Aline se comprometeu com a construção do Movimento, de forma intensa, fazendo parte do coletivo estadual da Rede de combate a violência doméstica do MST no estado de São Paulo, produzindo conteúdos para os podcasts, rádios, revistas, etc. E ajudando no fortalecimento e articulação de diversas ações da Rede. Estava como membra da direção regional pelo Setor de Direitos Humanos quando foi acometida pelo vírus.
Além das homenagens, o livro traz materiais produzidos por Aline.
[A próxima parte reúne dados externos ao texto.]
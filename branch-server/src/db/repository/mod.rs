//! Repository Module
//!
//! 每张表一个模块。读路径函数接收连接池；参与多行写事务的函数接收
//! 调用方事务上的 `&mut SqliteConnection`，由调用方决定提交或回滚。

pub mod branch;
pub mod dining_table;
pub mod menu_item;
pub mod order;
pub mod payment;

use rust_decimal::Decimal;
use thiserror::Error;

/// Repository error types
#[derive(Debug, Error)]
pub enum RepoError {
    #[error("Not found: {0}")]
    NotFound(String),

    #[error("Conflict: {0}")]
    Conflict(String),

    #[error("Database error: {0}")]
    Database(String),

    #[error("Validation error: {0}")]
    Validation(String),
}

impl From<sqlx::Error> for RepoError {
    fn from(err: sqlx::Error) -> Self {
        RepoError::Database(err.to_string())
    }
}

/// Result type for repository operations
pub type RepoResult<T> = Result<T, RepoError>;

/// Parse a stored decimal column (TEXT) back into a [`Decimal`].
///
/// Amount columns are written from `Decimal::to_string`, so a parse failure
/// means the row was corrupted outside this backend.
pub(crate) fn parse_amount(raw: &str) -> RepoResult<Decimal> {
    raw.parse()
        .map_err(|_| RepoError::Database(format!("Corrupt decimal value: {raw}")))
}
//! Error types and API response structures

use super::codes::ErrorCode;
use http::StatusCode;
use serde::{Deserialize, Serialize};
use serde_json::Value;
use std::collections::HashMap;
use thiserror::Error;

/// Application error with structured error code and details
///
/// The primary error type for the backend, providing:
/// - Standardized error codes via [`ErrorCode`]
/// - Human-readable messages
/// - Optional structured details for debugging
#[derive(Debug, Clone, Error)]
#[error("{message}")]
pub struct AppError {
    /// The error code identifying the type of error
    pub code: ErrorCode,
    /// Human-readable error message
    pub message: String,
    /// Optional additional details (field-level errors, context, etc.)
    pub details: Option<HashMap<String, Value>>,
}

impl AppError {
    /// Create a new error with the default message for the error code
    pub fn new(code: ErrorCode) -> Self {
        Self {
            message: code.message().to_string(),
            code,
            details: None,
        }
    }

    /// Create a new error with a custom message
    pub fn with_message(code: ErrorCode, message: impl Into<String>) -> Self {
        Self {
            code,
            message: message.into(),
            details: None,
        }
    }

    /// Add a detail entry to this error
    pub fn with_detail(mut self, key: impl Into<String>, value: impl Into<Value>) -> Self {
        self.details
            .get_or_insert_with(HashMap::new)
            .insert(key.into(), value.into());
        self
    }

    /// Get the HTTP status code for this error
    pub fn http_status(&self) -> StatusCode {
        self.code.http_status()
    }

    // ==================== Convenience constructors ====================

    /// Create a validation error
    pub fn validation(msg: impl Into<String>) -> Self {
        Self::with_message(ErrorCode::ValidationFailed, msg)
    }

    /// Create a not found error
    pub fn not_found(resource: impl Into<String>) -> Self {
        let r = resource.into();
        Self::with_message(ErrorCode::NotFound, format!("{} not found", r))
            .with_detail("resource", r)
    }

    /// Create an internal error
    pub fn internal(msg: impl Into<String>) -> Self {
        Self::with_message(ErrorCode::InternalError, msg)
    }

    /// Create a database error
    pub fn database(msg: impl Into<String>) -> Self {
        Self::with_message(ErrorCode::DatabaseError, msg)
    }

    /// Create an invalid request error
    pub fn invalid_request(msg: impl Into<String>) -> Self {
        Self::with_message(ErrorCode::InvalidRequest, msg)
    }

    /// Create a conflict error
    pub fn conflict(msg: impl Into<String>) -> Self {
        Self::with_message(ErrorCode::AlreadyExists, msg)
    }
}

/// Unified API response structure
///
/// Provides a consistent response format for all API endpoints:
/// - `code`: Error code (0 for success)
/// - `message`: Human-readable message
/// - `data`: Response payload (on success)
/// - `details`: Additional error details (on failure)
#[derive(Debug, Clone, Serialize, Deserialize)]
pub struct ApiResponse<T> {
    /// Error code (0 for success, non-zero for errors)
    #[serde(skip_serializing_if = "Option::is_none")]
    pub code: Option<u16>,
    /// Human-readable message
    pub message: String,
    /// Response data (present on success)
    #[serde(skip_serializing_if = "Option::is_none")]
    pub data: Option<T>,
    /// Additional error details (present on failure)
    #[serde(skip_serializing_if = "Option::is_none")]
    pub details: Option<HashMap<String, Value>>,
}

impl<T> ApiResponse<T> {
    /// Create a success response with data
    pub fn success(data: T) -> Self {
        Self {
            code: Some(0),
            message: "OK".to_string(),
            data: Some(data),
            details: None,
        }
    }
}

impl ApiResponse<()> {
    /// Create a success response without data
    pub fn ok() -> Self {
        Self {
            code: Some(0),
            message: "OK".to_string(),
            data: None,
            details: None,
        }
    }

    /// Create an error response from an AppError
    pub fn error(err: &AppError) -> Self {
        Self {
            code: Some(err.code.code()),
            message: err.message.clone(),
            data: None,
            details: err.details.clone(),
        }
    }
}

impl<T> From<AppError> for ApiResponse<T> {
    fn from(err: AppError) -> Self {
        Self {
            code: Some(err.code.code()),
            message: err.message,
            data: None,
            details: err.details,
        }
    }
}

/// Type alias for Result with AppError
pub type AppResult<T> = Result<T, AppError>;

// ===== Axum Integration =====

impl axum::response::IntoResponse for AppError {
    fn into_response(self) -> axum::response::Response {
        use axum::Json;

        let status = self.http_status();
        let body = ApiResponse::<()>::error(&self);

        // Log system errors
        if matches!(self.code.category(), super::category::ErrorCategory::System) {
            tracing::error!(
                code = %self.code,
                message = %self.message,
                "System error occurred"
            );
        }

        (status, Json(body)).into_response()
    }
}

#[cfg(test)]
mod tests {
    use super::*;

    #[test]
    fn test_app_error_new() {
        let err = AppError::new(ErrorCode::NotFound);
        assert_eq!(err.code, ErrorCode::NotFound);
        assert_eq!(err.message, "Resource not found");
        assert!(err.details.is_none());
    }

    #[test]
    fn test_app_error_with_message() {
        let err = AppError::with_message(ErrorCode::OrderFinalized, "Order o-1 is already CLOSED");
        assert_eq!(err.code, ErrorCode::OrderFinalized);
        assert_eq!(err.message, "Order o-1 is already CLOSED");
    }

    #[test]
    fn test_app_error_with_detail() {
        let err = AppError::validation("Missing required fields")
            .with_detail("field", "branch_id")
            .with_detail("reason", "required");

        assert_eq!(err.code, ErrorCode::ValidationFailed);
        let details = err.details.unwrap();
        assert_eq!(details.get("field").unwrap(), "branch_id");
        assert_eq!(details.get("reason").unwrap(), "required");
    }

    #[test]
    fn test_app_error_http_status() {
        assert_eq!(
            AppError::new(ErrorCode::OrderNotFound).http_status(),
            StatusCode::NOT_FOUND
        );
        assert_eq!(
            AppError::new(ErrorCode::TableNotAvailable).http_status(),
            StatusCode::CONFLICT
        );
    }

    #[test]
    fn test_api_response_success() {
        let response = ApiResponse::success(42);
        assert_eq!(response.code, Some(0));
        assert_eq!(response.message, "OK");
        assert_eq!(response.data, Some(42));
        assert!(response.details.is_none());
    }

    #[test]
    fn test_api_response_error() {
        let err = AppError::with_message(ErrorCode::OrderNotFound, "Order o-9 not found")
            .with_detail("id", "o-9");
        let response = ApiResponse::<()>::error(&err);

        assert_eq!(response.code, Some(4001));
        assert_eq!(response.message, "Order o-9 not found");
        assert!(response.data.is_none());
        assert!(response.details.is_some());
    }

    #[test]
    fn test_api_response_serialize() {
        let response = ApiResponse::success("hello");
        let json = serde_json::to_string(&response).unwrap();
        assert!(json.contains("\"code\":0"));
        assert!(json.contains("\"data\":\"hello\""));
    }
}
Um deles é o trabalho de conclusão de curso (TCC) defendido em 2019 “Titulação conjunta de lotes: a contribuição do feminismo camponês e popular para a função social da terra”, onde a autora especifica uma das políticas sobre a titulação conjunta de lotes para beneficiários da reforma agrária, a partir de um estudo empírico com as mulheres assentadas em dois assentamentos do estado de São Paulo.
O livro contém ainda relatos de experiência de extensão EKOA e Majup e capítulos de livros e textos de jornais já publicados, além de três artigos inéditos: “Mulheres e agroecologia na resistência ao agronegócio”; “Mulherando – percepções e compreensões sobre ‘atividades femininas’ em um assentamento de reforma agrária” e “Os boias-frias”.
Por fim, para Selma, um dos principais legados de Aline foi a coerência política. “A unidade entre o dizer e o fazer, a humildade, a generosidade, o trabalho de base permanente, morando, atuando e convivendo com sua comunidade, assumindo concretamente os desafios políticos organizativos que estão na ordem do dia dos debates mais candentes do MST.”
Em seu discurso de formatura, Aline ressaltava o compromisso de todas e todos, enquanto lutadores do povo, de levar adiante a luta pela justiça social, e concluía: “Avante companheiras e companheiros, pois a nossa luta está apenas começando!”.